Correspondance de M. le marquis Du Chilleau, gouverneur-général de St.-Domingue, avec M. le comte de La Luzerne, ministre de la marine, et M. de Marbois, intendant de Saint-Domingue/08

Copie de la Lettre de M.  le Marquis du Chilleau à Monſeigneur le Comte de la Luzerne, en date du 29 Mai 1789. No. 79.


Monseigneur,

Tant que M.  de Marbois s’est borné à contrarier mes vues d’utilité, je ne vous ai point porté contre lui de plaintes graves, mais je vous le dénonce aujourd’hui comme paraissant avoir formé le projet le plus formel d’une insubordination publique. J’ai eu l’honneur de vous rendre compte, par ma Dépêche, No. 36, des motifs qui m’avaient déterminé à promulguer une Ordonnance pour l’introduction des farines étrangères ; l’expérience en a démontré l’utilité ; sans cette mesure la Colonie eût manqué totalement de farine pendant dix ou douze jours, et il est notoire que la petite quantité qui en a été importée jusqu’à présent par les étrangers, le peu que l’on doit en espérer de France avant le mois de Décembre, nécessitent la prorogation de cette même Ordonnance du 31 Mars. Il n’est pas moins certain qu’il y a très-peu de numéraire à Saint-Domingue, et que si on continuait à payer en argent la farine nécessaire des étrangers, ce peu de numéraire existant serait enlevé. Cette alternative de manquer de vivres ou d’argent m’a paru trop fâcheuse pour ne pas employer le seul moyen qui puisse y remédier. En conséquence j’ai permis le paiement de la farine étrangère, en denrées Coloniales, avec les précautions convenables pour qu’il ne puisse pas en être exporté par les étrangers au-delà de la valeur de leur farine importée. M. de Marbois, conformément à son usage, a été d’un avis contraire au mien ; et sans égard, à ce que ses Ordonnances, nos instructions communes, lui prescrivent de déférer à mon opinion lorsque nous pensons différemment, il s’est absolument refusé à signer l’Ordonnance dont j’ai l’honneur de vous addresser quatre exemplaires. Je ne doute pas, Monseigneur, que cette répétition d’insurrection de la part de M.  l’Intendant ne vous paraisse très-condamnable, et je vous demande avec instance de prononcer le plutôt possible son rappel, ou le mien. J’insiste avec force sur le mien, si j’éprouve le malheur qu’une seule de mes opérations soit désapprouvée par le Roi et par vous, parce que je ne pourrais plus servir à Saint-Domingue avec utilité.

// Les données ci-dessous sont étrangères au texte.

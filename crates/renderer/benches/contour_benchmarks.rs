//! Benchmarks for contour extraction.
//!
//! Run with: cargo bench --package renderer --bench contour_benchmarks

use criterion::{black_box, criterion_group, criterion_main, BenchmarkId, Criterion, Throughput};
use rand::Rng;
use renderer::contour::{
    connect_segments, evenly_spaced_levels, generate_contours, march_squares, smooth_contour,
};
use survey_common::Field;

/// Several overlapping bumps: many closed rings per level.
fn generate_smooth_field(n: usize) -> Vec<f64> {
    let centres = [(0.3, 0.3, 5.0), (0.7, 0.6, -4.0), (0.5, 0.8, 3.0)];
    (0..n * n)
        .map(|i| {
            let (x, y) = ((i % n) as f64 / n as f64, (i / n) as f64 / n as f64);
            centres
                .iter()
                .map(|&(cx, cy, a)| a * (-((x - cx).powi(2) + (y - cy).powi(2)) * 30.0).exp())
                .sum()
        })
        .collect()
}

fn generate_noisy_field(n: usize) -> Vec<f64> {
    let mut rng = rand::thread_rng();
    generate_smooth_field(n)
        .into_iter()
        .map(|v| v + rng.gen_range(-0.5..0.5))
        .collect()
}

fn bench_march_squares(c: &mut Criterion) {
    let mut group = c.benchmark_group("march_squares");
    for n in [100, 300, 1000] {
        let data = generate_smooth_field(n);
        group.throughput(Throughput::Elements((n * n) as u64));
        group.bench_with_input(BenchmarkId::from_parameter(n), &data, |b, data| {
            b.iter(|| march_squares(black_box(data), n, n, 1.0))
        });
    }
    group.finish();
}

fn bench_connect_segments(c: &mut Criterion) {
    let mut group = c.benchmark_group("connect_segments");
    for (label, data) in [
        ("smooth", generate_smooth_field(300)),
        ("noisy", generate_noisy_field(300)),
    ] {
        let segments = march_squares(&data, 300, 300, 1.0);
        group.bench_function(label, |b| b.iter(|| connect_segments(black_box(segments.clone()))));
    }
    group.finish();
}

fn bench_smoothing(c: &mut Criterion) {
    let mut group = c.benchmark_group("smooth_contour");
    let data = generate_smooth_field(300);
    let contours = connect_segments(march_squares(&data, 300, 300, 1.0));
    for passes in [1, 2, 4] {
        group.bench_with_input(BenchmarkId::from_parameter(passes), &passes, |b, &passes| {
            b.iter(|| {
                contours
                    .iter()
                    .map(|c| smooth_contour(black_box(c), passes).points.len())
                    .sum::<usize>()
            })
        });
    }
    group.finish();
}

fn bench_generate_contours(c: &mut Criterion) {
    let mut group = c.benchmark_group("generate_contours");
    group.sample_size(20);
    let n = 300;
    let field = Field::from_values(n, n, generate_smooth_field(n)).expect("square field");
    let (lo, hi) = field.finite_range().expect("finite values");

    for count in [5, 10, 40] {
        let levels = evenly_spaced_levels(lo, hi, count);
        group.bench_with_input(BenchmarkId::from_parameter(count), &levels, |b, levels| {
            b.iter(|| generate_contours(black_box(&field), levels, 1))
        });
    }
    group.finish();
}

criterion_group!(
    benches,
    bench_march_squares,
    bench_connect_segments,
    bench_smoothing,
    bench_generate_contours,
);
criterion_main!(benches);
//! Contour line (isoline) extraction using the marching squares algorithm.
//!
//! Contours are produced in lattice index space: `x` is a fractional column
//! and `y` a fractional row (row 0 = minimum Y). Cells touching an
//! undefined node are skipped, so lines stop at the edge of the data.

use std::collections::{HashMap, VecDeque};

use survey_common::Field;

/// A point in lattice index space
#[derive(Debug, Clone, Copy, PartialEq)]
pub struct Point {
    pub x: f32,
    pub y: f32,
}

impl Point {
    pub fn new(x: f32, y: f32) -> Self {
        Self { x, y }
    }
}

/// A line segment crossing one cell
#[derive(Debug, Clone)]
pub struct Segment {
    pub start: Point,
    pub end: Point,
    /// Identity of the lattice edge each endpoint lies on.
    start_edge: usize,
    end_edge: usize,
}

/// A complete contour line (polyline)
#[derive(Debug, Clone)]
pub struct Contour {
    pub level: f64,
    pub points: Vec<Point>,
    pub closed: bool,
}

/// `count` levels evenly spaced strictly inside `[min, max]`.
///
/// Empty when `count` is 0 or the range has no width.
pub fn evenly_spaced_levels(min: f64, max: f64, count: usize) -> Vec<f64> {
    if count == 0 || !(max > min) {
        return vec![];
    }
    let step = (max - min) / (count + 1) as f64;
    (1..=count).map(|i| min + i as f64 * step).collect()
}

/// Extract and join the contours of `field` at each level.
///
/// `smoothing_passes` rounds of Chaikin corner cutting are applied to every
/// polyline.
pub fn generate_contours(field: &Field, levels: &[f64], smoothing_passes: u32) -> Vec<Contour> {
    let mut contours = Vec::new();
    for &level in levels {
        let segments = march_squares(field.values(), field.nx(), field.ny(), level);
        for mut contour in connect_segments(segments) {
            contour.level = level;
            contours.push(smooth_contour(&contour, smoothing_passes));
        }
    }
    contours
}

/// Marching squares over a row-major grid.
///
/// Cell `(x, y)` has corners `c00 = (x, y)`, `c10 = (x+1, y)`,
/// `c11 = (x+1, y+1)` and `c01 = (x, y+1)`.
pub fn march_squares(data: &[f64], width: usize, height: usize, level: f64) -> Vec<Segment> {
    if width < 2 || height < 2 || data.len() != width * height || !level.is_finite() {
        return vec![];
    }

    let horizontal = |x: usize, y: usize| 2 * (y * width + x);
    let vertical = |x: usize, y: usize| 2 * (y * width + x) + 1;

    let mut segments = Vec::new();

    for y in 0..(height - 1) {
        for x in 0..(width - 1) {
            let c00 = data[y * width + x];
            let c10 = data[y * width + x + 1];
            let c11 = data[(y + 1) * width + x + 1];
            let c01 = data[(y + 1) * width + x];

            if c00.is_nan() || c10.is_nan() || c11.is_nan() || c01.is_nan() {
                continue;
            }

            let mut cell_index = 0u8;
            if c00 >= level {
                cell_index |= 1;
            }
            if c10 >= level {
                cell_index |= 2;
            }
            if c11 >= level {
                cell_index |= 4;
            }
            if c01 >= level {
                cell_index |= 8;
            }
            if cell_index == 0 || cell_index == 15 {
                continue;
            }

            let (fx, fy) = (x as f32, y as f32);
            let low = (
                interpolate_edge(fx, fy, fx + 1.0, fy, c00, c10, level),
                horizontal(x, y),
            );
            let right = (
                interpolate_edge(fx + 1.0, fy, fx + 1.0, fy + 1.0, c10, c11, level),
                vertical(x + 1, y),
            );
            let high = (
                interpolate_edge(fx, fy + 1.0, fx + 1.0, fy + 1.0, c01, c11, level),
                horizontal(x, y + 1),
            );
            let left = (
                interpolate_edge(fx, fy, fx, fy + 1.0, c00, c01, level),
                vertical(x, y),
            );

            let mut push = |a: (Point, usize), b: (Point, usize)| {
                segments.push(Segment {
                    start: a.0,
                    end: b.0,
                    start_edge: a.1,
                    end_edge: b.1,
                })
            };

            match cell_index {
                1 | 14 => push(left, low),
                2 | 13 => push(low, right),
                3 | 12 => push(left, right),
                4 | 11 => push(right, high),
                5 => {
                    // Saddle: two separate segments
                    push(left, low);
                    push(right, high);
                }
                6 | 9 => push(low, high),
                7 | 8 => push(left, high),
                10 => {
                    // Saddle: two separate segments
                    push(low, right);
                    push(left, high);
                }
                _ => {}
            }
        }
    }

    segments
}

/// Linearly interpolate between two edge points based on data values
fn interpolate_edge(x1: f32, y1: f32, x2: f32, y2: f32, val1: f64, val2: f64, level: f64) -> Point {
    if (val2 - val1).abs() < f64::EPSILON {
        return Point::new((x1 + x2) / 2.0, (y1 + y2) / 2.0);
    }

    let t = ((level - val1) / (val2 - val1)).clamp(0.0, 1.0) as f32;
    Point::new(x1 + t * (x2 - x1), y1 + t * (y2 - y1))
}

/// Connect line segments into continuous polylines.
///
/// Segments are joined where they share a lattice edge, growing each line
/// in both directions. A line whose two ends meet on the same edge is
/// closed.
pub fn connect_segments(segments: Vec<Segment>) -> Vec<Contour> {
    if segments.is_empty() {
        return vec![];
    }

    let mut by_edge: HashMap<usize, Vec<usize>> = HashMap::new();
    for (i, seg) in segments.iter().enumerate() {
        by_edge.entry(seg.start_edge).or_default().push(i);
        by_edge.entry(seg.end_edge).or_default().push(i);
    }

    let mut used = vec![false; segments.len()];
    let mut contours = Vec::new();

    // The unused segment touching `edge`, and the point/edge at its far end.
    let next = |edge: usize, used: &[bool]| -> Option<(usize, Point, usize)> {
        by_edge.get(&edge)?.iter().find(|&&i| !used[i]).map(|&i| {
            let seg = &segments[i];
            if seg.start_edge == edge {
                (i, seg.end, seg.end_edge)
            } else {
                (i, seg.start, seg.start_edge)
            }
        })
    };

    for start_idx in 0..segments.len() {
        if used[start_idx] {
            continue;
        }
        used[start_idx] = true;

        let seed = &segments[start_idx];
        let mut points = VecDeque::from([seed.start, seed.end]);
        let head_edge = seed.start_edge;
        let mut tail_edge = seed.end_edge;

        while let Some((i, point, edge)) = next(tail_edge, &used) {
            used[i] = true;
            points.push_back(point);
            tail_edge = edge;
        }

        let closed = tail_edge == head_edge && points.len() > 3;
        if closed {
            points.pop_back();
        } else {
            let mut edge = head_edge;
            while let Some((i, point, far)) = next(edge, &used) {
                used[i] = true;
                points.push_front(point);
                edge = far;
            }
        }

        contours.push(Contour {
            level: 0.0, // Level will be set by caller
            points: points.into(),
            closed,
        });
    }

    contours
}

/// Apply Chaikin's corner cutting algorithm for smoothing
pub fn smooth_contour(contour: &Contour, iterations: u32) -> Contour {
    if iterations == 0 || contour.points.len() < 3 {
        return contour.clone();
    }

    let mut points = contour.points.clone();

    for _ in 0..iterations {
        let n = points.len();
        let pairs = if contour.closed { n } else { n - 1 };
        let mut new_points = Vec::with_capacity(pairs * 2 + 2);

        if !contour.closed {
            new_points.push(points[0]);
        }
        for i in 0..pairs {
            let p1 = points[i];
            let p2 = points[(i + 1) % n];

            // Two new points: 25% and 75% along the segment
            new_points.push(Point::new(0.75 * p1.x + 0.25 * p2.x, 0.75 * p1.y + 0.25 * p2.y));
            new_points.push(Point::new(0.25 * p1.x + 0.75 * p2.x, 0.25 * p1.y + 0.75 * p2.y));
        }
        if !contour.closed {
            new_points.push(points[n - 1]);
        }

        points = new_points;
    }

    Contour {
        level: contour.level,
        points,
        closed: contour.closed,
    }
}
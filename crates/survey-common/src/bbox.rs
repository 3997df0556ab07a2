//! Bounding box of a survey.

use serde::{Deserialize, Serialize};
use std::fmt;

use crate::error::{SurveyError, SurveyResult};

/// An axis-aligned bounding box in survey coordinates.
///
/// No reprojection is applied anywhere in the pipeline: the same box spans
/// the lattice and becomes the overlay's west/south/east/north edges.
#[derive(Debug, Clone, Copy, PartialEq, Serialize, Deserialize)]
pub struct BoundingBox {
    pub min_x: f64,
    pub min_y: f64,
    pub max_x: f64,
    pub max_y: f64,
}

impl BoundingBox {
    /// Create a new bounding box from corner coordinates.
    pub fn new(min_x: f64, min_y: f64, max_x: f64, max_y: f64) -> Self {
        Self {
            min_x,
            min_y,
            max_x,
            max_y,
        }
    }

    /// Smallest box containing every `(x, y)` pair. `None` for an empty input.
    pub fn from_points<I>(points: I) -> Option<Self>
    where
        I: IntoIterator<Item = (f64, f64)>,
    {
        let mut iter = points.into_iter();
        let (x0, y0) = iter.next()?;
        let mut bbox = Self::new(x0, y0, x0, y0);
        for (x, y) in iter {
            bbox.min_x = bbox.min_x.min(x);
            bbox.min_y = bbox.min_y.min(y);
            bbox.max_x = bbox.max_x.max(x);
            bbox.max_y = bbox.max_y.max(y);
        }
        Some(bbox)
    }

    /// Check that the box has finite edges and a non-zero extent on both axes.
    pub fn validate(&self) -> SurveyResult<()> {
        let edges = [self.min_x, self.min_y, self.max_x, self.max_y];
        if edges.iter().any(|v| !v.is_finite()) {
            return Err(self.invalid("edges must be finite"));
        }
        if self.min_x >= self.max_x {
            return Err(self.invalid("min_x must be less than max_x (all samples share one x)"));
        }
        if self.min_y >= self.max_y {
            return Err(self.invalid("min_y must be less than max_y (all samples share one y)"));
        }
        Ok(())
    }

    /// Width of the bounding box in coordinate units.
    pub fn width(&self) -> f64 {
        self.max_x - self.min_x
    }

    /// Height of the bounding box in coordinate units.
    pub fn height(&self) -> f64 {
        self.max_y - self.min_y
    }

    /// Check if a point is contained within this bbox (edges inclusive).
    pub fn contains_point(&self, x: f64, y: f64) -> bool {
        x >= self.min_x && x <= self.max_x && y >= self.min_y && y <= self.max_y
    }

    fn invalid(&self, reason: &str) -> SurveyError {
        SurveyError::InvalidBounds {
            bounds: self.to_string(),
            reason: reason.to_string(),
        }
    }
}

impl fmt::Display for BoundingBox {
    fn fmt(&self, f: &mut fmt::Formatter<'_>) -> fmt::Result {
        write!(
            f,
            "[x: {} .. {}, y: {} .. {}]",
            self.min_x, self.max_x, self.min_y, self.max_y
        )
    }
}

#[cfg(test)]
mod tests {
    use super::*;

    #[test]
    fn test_from_points() {
        let bbox = BoundingBox::from_points([(3.0, -1.0), (-2.0, 4.0), (0.5, 0.5)]).unwrap();
        assert_eq!(bbox, BoundingBox::new(-2.0, -1.0, 3.0, 4.0));
    }

    #[test]
    fn test_from_no_points() {
        assert!(BoundingBox::from_points(std::iter::empty()).is_none());
    }

    #[test]
    fn test_degenerate_x_is_rejected() {
        let err = BoundingBox::new(0.0, 0.0, 0.0, 5.0).validate().unwrap_err();
        assert!(matches!(err, SurveyError::InvalidBounds { .. }));
    }
}
//! Survey mapper: CSV in, heatmap, display map and KMZ overlay out.

pub mod config;
pub mod ingest;
pub mod pipeline;

pub use config::MapperConfig;
pub use pipeline::{run, RunSummary};
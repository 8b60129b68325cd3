//! Coordinate and geometry types shared by actors and the host.
//!
//! Screen space:
//! - pixels
//! - origin top-left
//! - +X right, +Y down

mod rect;
mod resolution;
mod vec2;

pub use rect::Rect;
pub use resolution::Resolution;
pub use vec2::Vec2;
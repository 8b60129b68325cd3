use crate::paint::Color;

/// Per-frame render target state outside the sprite batch.
///
/// Actors set the clear color from `draw`; presenters read it before
/// painting the batch.
#[derive(Debug, Clone, Default, PartialEq)]
pub struct Surface {
    clear: Option<Color>,
}

impl Surface {
    pub fn new() -> Self {
        Self::default()
    }

    /// Requests that the frame be cleared to `color`. The last call wins.
    pub fn clear(&mut self, color: Color) {
        self.clear = Some(color);
    }

    pub fn clear_color(&self) -> Option<Color> {
        self.clear
    }

    /// Forgets the previous frame's requests.
    pub fn reset(&mut self) {
        self.clear = None;
    }
}
use std::sync::Arc;

use crate::content::Texture2D;
use crate::coords::Vec2;
use crate::paint::Color;

use super::{SortKey, Sprite};

/// A batched sprite with its sort key.
#[derive(Debug, Clone, PartialEq)]
pub struct BatchItem {
    pub key: SortKey,
    pub sprite: Sprite,
}

/// Immediate-mode sprite recorder for one frame.
///
/// `begin()` drops whatever the previous frame recorded, `draw*()` appends,
/// `end()` seals the frame for presentation. Nothing persists across frames.
///
/// Performance characteristics:
/// - `draw()` is O(1)
/// - paint-order iteration reuses an internal index buffer
#[derive(Debug, Default)]
pub struct SpriteBatch {
    items: Vec<BatchItem>,
    next_order: u32,
    drawing: bool,

    sorted_indices: Vec<usize>,
    sorted_dirty: bool,
}

impl SpriteBatch {
    #[inline]
    pub fn new() -> Self {
        Self::default()
    }

    /// Starts a new frame, discarding previously recorded sprites.
    pub fn begin(&mut self) {
        debug_assert!(!self.drawing, "SpriteBatch::begin called twice without end");
        self.items.clear();
        self.next_order = 0;
        self.sorted_indices.clear();
        self.sorted_dirty = true;
        self.drawing = true;
    }

    /// Seals the frame. Recorded items stay readable until the next `begin`.
    pub fn end(&mut self) {
        debug_assert!(self.drawing, "SpriteBatch::end called without begin");
        self.drawing = false;
    }

    /// Draws the whole texture with its top-left corner at `position`.
    pub fn draw(&mut self, texture: &Arc<Texture2D>, position: Vec2, tint: Color) {
        self.draw_sprite(Sprite::new(texture, position).tint(tint));
    }

    pub fn draw_sprite(&mut self, sprite: Sprite) {
        debug_assert!(self.drawing, "SpriteBatch::draw outside begin/end");

        let order = self.next_order;
        self.next_order = self.next_order.wrapping_add(1);

        self.items.push(BatchItem {
            key: SortKey::new(sprite.depth, order),
            sprite,
        });
        self.sorted_dirty = true;
    }

    /// Items in submission order.
    #[inline]
    pub fn items(&self) -> &[BatchItem] {
        &self.items
    }

    #[inline]
    pub fn len(&self) -> usize {
        self.items.len()
    }

    #[inline]
    pub fn is_empty(&self) -> bool {
        self.items.is_empty()
    }

    /// Iterates items back-to-front without cloning sprites.
    pub fn iter_in_paint_order(&mut self) -> impl Iterator<Item = &BatchItem> {
        if self.sorted_dirty {
            self.rebuild_sorted_indices();
        }
        self.sorted_indices.iter().map(|&i| &self.items[i])
    }

    fn rebuild_sorted_indices(&mut self) {
        self.sorted_indices.clear();
        self.sorted_indices.extend(0..self.items.len());

        // SortKey carries the submission order, so this is stable.
        self.sorted_indices
            .sort_unstable_by(|&a, &b| self.items[a].key.cmp(&self.items[b].key));

        self.sorted_dirty = false;
    }
}
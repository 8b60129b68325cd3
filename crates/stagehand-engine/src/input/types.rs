use std::fmt;

use serde::{Deserialize, Serialize};

/// Keyboard key identifier.
///
/// Platform layers map their key codes onto these variants; anything not
/// listed travels as `Key::Unknown(code)`.
#[derive(Debug, Copy, Clone, Eq, PartialEq, Hash, Serialize, Deserialize)]
pub enum Key {
    Escape,
    Enter,
    Tab,
    Backspace,
    Space,

    ArrowUp,
    ArrowDown,
    ArrowLeft,
    ArrowRight,

    Shift,
    Control,
    Alt,
    Meta,

    A, B, C, D, E, F, G, H, I, J, K, L, M,
    N, O, P, Q, R, S, T, U, V, W, X, Y, Z,

    Digit0, Digit1, Digit2, Digit3, Digit4,
    Digit5, Digit6, Digit7, Digit8, Digit9,

    F1, F2, F3, F4, F5, F6,
    F7, F8, F9, F10, F11, F12,

    Unknown(u32),
}

/// Mouse button identifier.
#[derive(Debug, Copy, Clone, Eq, PartialEq, Hash, Serialize, Deserialize)]
pub enum MouseButton {
    Left,
    Right,
    Middle,
    Other(u16),
}

#[derive(Debug, Copy, Clone, Eq, PartialEq, Serialize, Deserialize)]
#[serde(rename_all = "snake_case")]
pub enum ButtonState {
    Pressed,
    Released,
}

impl ButtonState {
    #[inline]
    pub fn from_pressed(pressed: bool) -> Self {
        if pressed { Self::Pressed } else { Self::Released }
    }
}

/// Platform-agnostic input events fed to the stage.
#[derive(Debug, Clone, PartialEq)]
pub enum InputEvent {
    Key { key: Key, state: ButtonState },

    PointerMoved { x: f32, y: f32 },
    PointerButton { button: MouseButton, state: ButtonState },

    /// Pointer entered the window surface.
    PointerEntered,
    /// Pointer left the window surface.
    PointerLeft,

    /// Window focus change.
    Focused(bool),
}

impl InputEvent {
    pub fn key(key: Key, pressed: bool) -> Self {
        InputEvent::Key { key, state: ButtonState::from_pressed(pressed) }
    }

    pub fn button(button: MouseButton, pressed: bool) -> Self {
        InputEvent::PointerButton { button, state: ButtonState::from_pressed(pressed) }
    }
}

impl fmt::Display for Key {
    fn fmt(&self, f: &mut fmt::Formatter<'_>) -> fmt::Result {
        write!(f, "{:?}", self)
    }
}
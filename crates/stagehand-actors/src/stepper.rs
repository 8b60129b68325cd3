/// Moves `value` toward `target` by at most `step`, landing exactly on the
/// target instead of passing it. A non-positive step leaves `value` alone.
#[inline]
pub fn step_toward(value: f32, target: f32, step: f32) -> f32 {
    if step <= 0.0 {
        return value;
    }
    if value < target {
        (value + step).min(target)
    } else if value > target {
        (value - step).max(target)
    } else {
        value
    }
}
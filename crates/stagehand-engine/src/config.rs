use std::fs;
use std::path::{Path, PathBuf};

use serde::Deserialize;

use crate::core::ActorSpec;
use crate::coords::Resolution;
use crate::error::ConfigError;
use crate::input::TimelineEntry;

/// Stage manifest (`stage.json`).
#[derive(Debug, Clone, Deserialize)]
pub struct StageConfig {
    #[serde(default = "StageConfig::default_title")]
    pub title: String,
    #[serde(default)]
    pub resolution: Resolution,
    /// Resolved against the manifest's directory when loaded from disk.
    #[serde(default = "StageConfig::default_content_root")]
    pub content_root: PathBuf,
    #[serde(default = "StageConfig::default_fps")]
    pub fps: u32,
    #[serde(default = "StageConfig::default_live_reload")]
    pub live_reload: bool,
    pub actor: ActorSpec,
    /// Scripted input replayed by frame index.
    #[serde(default)]
    pub input: Vec<TimelineEntry>,
}

impl StageConfig {
    fn default_title() -> String {
        "stagehand".to_string()
    }

    fn default_content_root() -> PathBuf {
        PathBuf::from("assets")
    }

    const fn default_fps() -> u32 {
        60
    }

    const fn default_live_reload() -> bool {
        true
    }

    pub fn from_json(json: &str) -> Result<Self, ConfigError> {
        let config: StageConfig = serde_json::from_str(json)?;
        config.validate()?;
        Ok(config)
    }

    pub fn load(path: impl AsRef<Path>) -> Result<Self, ConfigError> {
        let path = path.as_ref();
        let json = fs::read_to_string(path)
            .map_err(|source| ConfigError::Io { path: path.to_path_buf(), source })?;
        let mut config = Self::from_json(&json)?;

        if config.content_root.is_relative() {
            if let Some(dir) = path.parent() {
                config.content_root = dir.join(&config.content_root);
            }
        }
        Ok(config)
    }

    pub fn validate(&self) -> Result<(), ConfigError> {
        if !self.resolution.is_valid() {
            return Err(ConfigError::Invalid(format!(
                "resolution must be non-zero, got {}x{}",
                self.resolution.width, self.resolution.height
            )));
        }
        if self.fps == 0 {
            return Err(ConfigError::Invalid("fps must be at least 1".to_string()));
        }
        if self.actor.name.trim().is_empty() {
            return Err(ConfigError::Invalid("actor name is empty".to_string()));
        }
        Ok(())
    }
}

#[cfg(test)]
mod tests {
    use super::*;

    #[test]
    fn fills_defaults() {
        let config = StageConfig::from_json(r#"{ "actor": { "name": "mascot" } }"#).unwrap();
        assert_eq!(config.title, "stagehand");
        assert_eq!(config.resolution, Resolution::new(1280, 720));
        assert_eq!(config.fps, 60);
        assert!(config.live_reload);
        assert!(config.input.is_empty());
        assert_eq!(config.actor.name, "mascot");
    }

    #[test]
    fn rejects_zero_resolution_and_fps() {
        let zero_res = r#"{ "resolution": { "width": 0, "height": 10 }, "actor": { "name": "a" } }"#;
        assert!(matches!(StageConfig::from_json(zero_res), Err(ConfigError::Invalid(_))));

        let zero_fps = r#"{ "fps": 0, "actor": { "name": "a" } }"#;
        assert!(matches!(StageConfig::from_json(zero_fps), Err(ConfigError::Invalid(_))));
    }

    #[test]
    fn malformed_json_is_a_parse_error() {
        assert!(matches!(StageConfig::from_json("{ nope"), Err(ConfigError::Parse(_))));
    }

    #[test]
    fn content_root_is_relative_to_manifest() {
        let dir = tempfile::tempdir().unwrap();
        let manifest = dir.path().join("stage.json");
        fs::write(
            &manifest,
            r#"{ "content_root": "art", "actor": { "name": "corner_converge", "params": { "speed": 4 } } }"#,
        )
        .unwrap();

        let config = StageConfig::load(&manifest).unwrap();
        assert_eq!(config.content_root, dir.path().join("art"));
        assert_eq!(config.actor.params.f32_or("speed", 0.0).unwrap(), 4.0);
    }

    #[test]
    fn missing_file_is_an_io_error() {
        let err = StageConfig::load("/definitely/not/here/stage.json").unwrap_err();
        assert!(matches!(err, ConfigError::Io { .. }));
    }
}
use crate::content::ContentManager;
use crate::coords::{Rect, Resolution};
use crate::input::{InputFrame, InputState, Key, MouseButton};
use crate::time::GameTime;

/// Context handed to `FrameActor::initialize`.
pub struct InitCtx<'a> {
    pub content: &'a mut ContentManager,
    pub resolution: Resolution,
}

impl<'a> InitCtx<'a> {
    #[inline]
    pub fn bounds(&self) -> Rect {
        self.resolution.bounds()
    }
}

/// Per-frame context handed to `FrameActor::update`.
pub struct UpdateCtx<'a> {
    pub input: &'a InputState,
    pub input_frame: &'a InputFrame,
    pub time: GameTime,
    pub resolution: Resolution,
}

impl<'a> UpdateCtx<'a> {
    /// Elapsed seconds since the previous frame.
    #[inline]
    pub fn dt(&self) -> f32 {
        self.time.dt()
    }

    #[inline]
    pub fn bounds(&self) -> Rect {
        self.resolution.bounds()
    }

    #[inline]
    pub fn key_down(&self, key: Key) -> bool {
        self.input.key_down(key)
    }

    #[inline]
    pub fn any_key_down(&self, keys: &[Key]) -> bool {
        self.input.any_key_down(keys)
    }

    /// True on the frame `key` went down.
    #[inline]
    pub fn key_typed(&self, key: Key) -> bool {
        self.input_frame.key_typed(key)
    }

    #[inline]
    pub fn button_down(&self, button: MouseButton) -> bool {
        self.input.button_down(button)
    }

    #[inline]
    pub fn pointer_inside(&self) -> bool {
        self.input.is_inside_window()
    }
}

Je joins ici, Monseigneur, copie de ma première Lettre à M.  de Marbois sur la question dont il s’agit ; elle est cottée A.

Celle de ses observations avec la Lettre qui les accompagnait, cottée B.

Je lui fis la réponse, cottée C.

J’en reçus celle D.

Et enfin je lui écrivis celle E.

En vous les transmettant mon intention est de vous mettre à même de nous juger, M.  l’Intendant et moi.

Je suis, etc.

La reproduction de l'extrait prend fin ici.